Aber letztendlich gilt fürs Strippen wie für jeden normalen Job: Man sollte nicht nur deshalb bleiben, weil die Kollegen nett sind. Ich kann nicht verleugnen, dass mein Job mir zusetzt. Mein Körper hat sich so sehr an den Alkohol und die Drogen gewöhnt, dass ich statt eines Feierabendbiers drei Tequila brauche, um überhaupt runterzukommen. Ich habe schon seit Monaten nicht mehr ordentlich eingekauft, sondern lebe von überteuerten Smoothies und dem Spätisortiment. Meine Füße sehen von der Schinderei durch die Highheels schlimmer aus als die eines Hobbits. Und auch die Hornhaut auf der Seele ist unglaublich dick geworden. Der Sexismus und die Sprüche, die mich am Anfang schockiert haben, perlen an mir ab.
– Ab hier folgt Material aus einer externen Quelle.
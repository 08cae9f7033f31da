//! Cloud MQTT transport.
//!
//! The vendor cloud bridges an MQTT broker between the app and the device:
//! we publish signed messages to the device's topic and receive replies
//! and unsolicited push notifications on the account topic. Replies are
//! matched to requests by message id; everything else with a `PUSH` method
//! is fanned out to notification subscribers.
//!
//! Note the feedback hazard this creates: the device echoes our own
//! commands back as push notifications. Suppressing that echo is the
//! controller's job (the ignore window), not the transport's.

use std::collections::HashMap;
use std::pin::Pin;
use std::sync::atomic::{AtomicBool, Ordering};
use std::sync::Arc;
use std::time::Duration;

use async_trait::async_trait;
use futures::Stream;
use rumqttc::{AsyncClient, MqttOptions, QoS};
use tokio::sync::{broadcast, oneshot, Mutex};
use tracing::{debug, error, info, warn};

use super::{
    control_payload, namespaces, Message, MessageHeader, StatusPayload, Transport, TransportKind,
};
use crate::error::DeviceError;

/// Consecutive connection errors tolerated before the event loop stops.
const MAX_CONNECTION_ERRORS: u32 = 5;

/// Configuration for a cloud MQTT transport.
#[derive(Debug, Clone)]
pub struct CloudTransportConfig {
    /// Device hardware UUID (topic segment and control payload field).
    pub device_uuid: String,
    /// Cloud account user id (topic segment and broker username).
    pub user_id: String,
    /// Cloud account key, used for header signing and broker credentials.
    pub key: String,
    /// Broker hostname, from the device record's domain.
    pub broker_host: String,
    /// Broker port.
    pub broker_port: u16,
    /// Whether to wrap the connection in TLS.
    pub tls: bool,
    /// How long to wait for a reply to a published request, in seconds.
    /// Kept under the command queue's unit timeout so the failure surfaces
    /// as a transport error rather than a queue timeout.
    pub response_timeout_secs: u64,
}

impl CloudTransportConfig {
    pub fn new(
        device_uuid: impl Into<String>,
        user_id: impl Into<String>,
        key: impl Into<String>,
        broker_host: impl Into<String>,
    ) -> Self {
        Self {
            device_uuid: device_uuid.into(),
            user_id: user_id.into(),
            key: key.into(),
            broker_host: broker_host.into(),
            broker_port: 443,
            tls: true,
            response_timeout_secs: 9,
        }
    }
}

/// Unsolicited notification pushed by the device.
#[derive(Debug, Clone)]
pub struct PushNotification {
    pub namespace: String,
    pub payload: StatusPayload,
}

/// Push-capable transport over the vendor cloud's MQTT broker.
pub struct CloudTransport {
    config: CloudTransportConfig,
    client: AsyncClient,
    /// In-flight requests awaiting a reply, keyed by message id.
    pending: Arc<Mutex<HashMap<String, oneshot::Sender<StatusPayload>>>>,
    push_tx: broadcast::Sender<PushNotification>,
    running: Arc<AtomicBool>,
}

impl CloudTransport {
    /// Connect to the broker, subscribe to the account topic and spawn the
    /// event loop task.
    pub async fn connect(config: CloudTransportConfig) -> Result<Self, DeviceError> {
        let client_id = format!("app:garadex-{}", uuid::Uuid::new_v4().simple());
        let mut options = MqttOptions::new(client_id, &config.broker_host, config.broker_port);
        options.set_keep_alive(Duration::from_secs(30));
        // Broker credentials: account user id and the md5 of user id + key.
        options.set_credentials(
            &config.user_id,
            format!(
                "{:x}",
                md5::compute(format!("{}{}", config.user_id, config.key))
            ),
        );
        if config.tls {
            options.set_transport(rumqttc::Transport::tls_with_default_config());
        }

        let (client, mut eventloop) = AsyncClient::new(options, 16);
        let app_topic = Self::app_topic(&config.user_id);
        client
            .subscribe(&app_topic, QoS::AtLeastOnce)
            .await
            .map_err(|e| DeviceError::Transport(e.to_string()))?;

        let pending: Arc<Mutex<HashMap<String, oneshot::Sender<StatusPayload>>>> =
            Arc::new(Mutex::new(HashMap::new()));
        let (push_tx, _) = broadcast::channel(64);
        let running = Arc::new(AtomicBool::new(true));

        let loop_pending = pending.clone();
        let loop_push_tx = push_tx.clone();
        let loop_running = running.clone();
        let device_uuid = config.device_uuid.clone();
        tokio::spawn(async move {
            let mut error_count = 0u32;
            while loop_running.load(Ordering::Acquire) {
                match eventloop.poll().await {
                    Ok(rumqttc::Event::Incoming(rumqttc::Packet::Publish(publish))) => {
                        error_count = 0;
                        Self::handle_publish(&publish.payload, &loop_pending, &loop_push_tx).await;
                    }
                    Ok(_) => {
                        error_count = 0;
                    }
                    Err(e) => {
                        if !loop_running.load(Ordering::Acquire) {
                            break;
                        }
                        error_count += 1;
                        if error_count >= MAX_CONNECTION_ERRORS {
                            error!(
                                device = %device_uuid,
                                error = %e,
                                "cloud connection error count reached {MAX_CONNECTION_ERRORS}, stopping"
                            );
                            break;
                        }
                        warn!(
                            device = %device_uuid,
                            error = %e,
                            "cloud connection error ({error_count}/{MAX_CONNECTION_ERRORS})"
                        );
                        tokio::time::sleep(Duration::from_secs(1)).await;
                    }
                }
            }
            info!(device = %device_uuid, "cloud connection closed");
        });

        Ok(Self {
            config,
            client,
            pending,
            push_tx,
            running,
        })
    }

    fn app_topic(user_id: &str) -> String {
        format!("/app/{user_id}/subscribe")
    }

    fn device_topic(&self) -> String {
        format!("/appliance/{}/subscribe", self.config.device_uuid)
    }

    /// Route an incoming publish: a reply to an in-flight request, a push
    /// notification, or noise.
    async fn handle_publish(
        bytes: &[u8],
        pending: &Mutex<HashMap<String, oneshot::Sender<StatusPayload>>>,
        push_tx: &broadcast::Sender<PushNotification>,
    ) {
        let message: Message = match serde_json::from_slice(bytes) {
            Ok(message) => message,
            Err(e) => {
                warn!(error = %e, "discarding unparseable cloud message");
                return;
            }
        };
        let payload: StatusPayload = match serde_json::from_value(message.payload) {
            Ok(payload) => payload,
            Err(e) => {
                warn!(
                    namespace = %message.header.namespace,
                    error = %e,
                    "discarding cloud message with unexpected payload shape"
                );
                return;
            }
        };

        if let Some(reply_tx) = pending.lock().await.remove(&message.header.message_id) {
            let _ = reply_tx.send(payload);
            return;
        }

        if message.header.method == "PUSH" {
            debug!(namespace = %message.header.namespace, "incoming push notification");
            let _ = push_tx.send(PushNotification {
                namespace: message.header.namespace,
                payload,
            });
        }
    }

    /// Publish a signed request and wait for the reply matching its
    /// message id.
    async fn round_trip(
        &self,
        method: &str,
        namespace: &str,
        payload: serde_json::Value,
    ) -> Result<StatusPayload, DeviceError> {
        let header = MessageHeader::new(
            method,
            namespace,
            &self.config.key,
            Some(Self::app_topic(&self.config.user_id)),
        );
        let message_id = header.message_id.clone();

        let (reply_tx, reply_rx) = oneshot::channel();
        self.pending
            .lock()
            .await
            .insert(message_id.clone(), reply_tx);

        let body = serde_json::to_vec(&Message { header, payload })?;
        if let Err(e) = self
            .client
            .publish(self.device_topic(), QoS::AtLeastOnce, false, body)
            .await
        {
            self.pending.lock().await.remove(&message_id);
            return Err(DeviceError::Transport(e.to_string()));
        }

        let bound = Duration::from_secs(self.config.response_timeout_secs);
        match tokio::time::timeout(bound, reply_rx).await {
            Ok(Ok(payload)) => {
                if let Some(fault) = &payload.error {
                    return Err(DeviceError::CommandFailed(fault.to_string()));
                }
                Ok(payload)
            }
            Ok(Err(_)) => Err(DeviceError::NotConnected),
            Err(_) => {
                self.pending.lock().await.remove(&message_id);
                Err(DeviceError::Timeout(bound))
            }
        }
    }

    /// Subscribe to unsolicited push notifications.
    ///
    /// Returns a stream; multiple subscribers are supported. A lagged
    /// subscriber skips dropped notifications and keeps receiving.
    pub fn notifications(&self) -> Pin<Box<dyn Stream<Item = PushNotification> + Send>> {
        let mut rx = self.push_tx.subscribe();
        Box::pin(async_stream::stream! {
            loop {
                match rx.recv().await {
                    Ok(notification) => yield notification,
                    Err(broadcast::error::RecvError::Lagged(_)) => continue,
                    Err(broadcast::error::RecvError::Closed) => break,
                }
            }
        })
    }

    /// Stop the event loop and disconnect from the broker.
    pub async fn disconnect(&self) -> Result<(), DeviceError> {
        self.running.store(false, Ordering::Release);
        self.client
            .disconnect()
            .await
            .map_err(|e| DeviceError::Transport(e.to_string()))
    }
}

#[async_trait]
impl Transport for CloudTransport {
    fn kind(&self) -> TransportKind {
        TransportKind::Cloud
    }

    async fn send_control(&self, open: bool) -> Result<(), DeviceError> {
        let payload = control_payload(0, open, &self.config.device_uuid);
        self.round_trip("SET", namespaces::GARAGE_DOOR_STATE, payload)
            .await?;
        Ok(())
    }

    async fn request_status(&self) -> Result<StatusPayload, DeviceError> {
        self.round_trip("GET", namespaces::SYSTEM_ALL, serde_json::json!({}))
            .await
    }
}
Meine Dollarrunde läuft schleppend—heute ist einer dieser Tage, wo ich wahrscheinlich mit 50 Euro aus dem Club laufen werde. Ein Fuffi für eine Schicht aus frauenverachtenden Sprüchen und haarigen Pranken auf meinem Arsch. Ich bin froh, wieder bei Paul zu sein. Er hört zu, unterhält sich mit mir auf Augenhöhe. Fast bin ich davor, ihm meine Nummer zu geben. Aber dann trifft es mich wie ein Schlag: Bin ich gerade dabei, mich in einen Typen zu verlieben, nur weil er nicht absolut eklig zu mir ist? Das Schlimmste an diesem Job ist, was es mit meinem Männerbild macht. Dass ich Sexismus so selbstverständlich nehme, dass jeder, der nicht versucht, beim Smalltalk seine Finger in mich zu stecken, zu einem Traumprinzen wird.

Wach auf, Dornröschen, denke ich. Der Typ ist eigentlich ein Durchschnittskerl, es sind deine Maßstäbe, die absolut kaputt sind. Du brauchst auch keinen Märchenmann, der dich auf seinem weißen Pferd rettet. Du kannst jederzeit selbst gehen. Und vielleicht ist es auch an der Zeit dazu.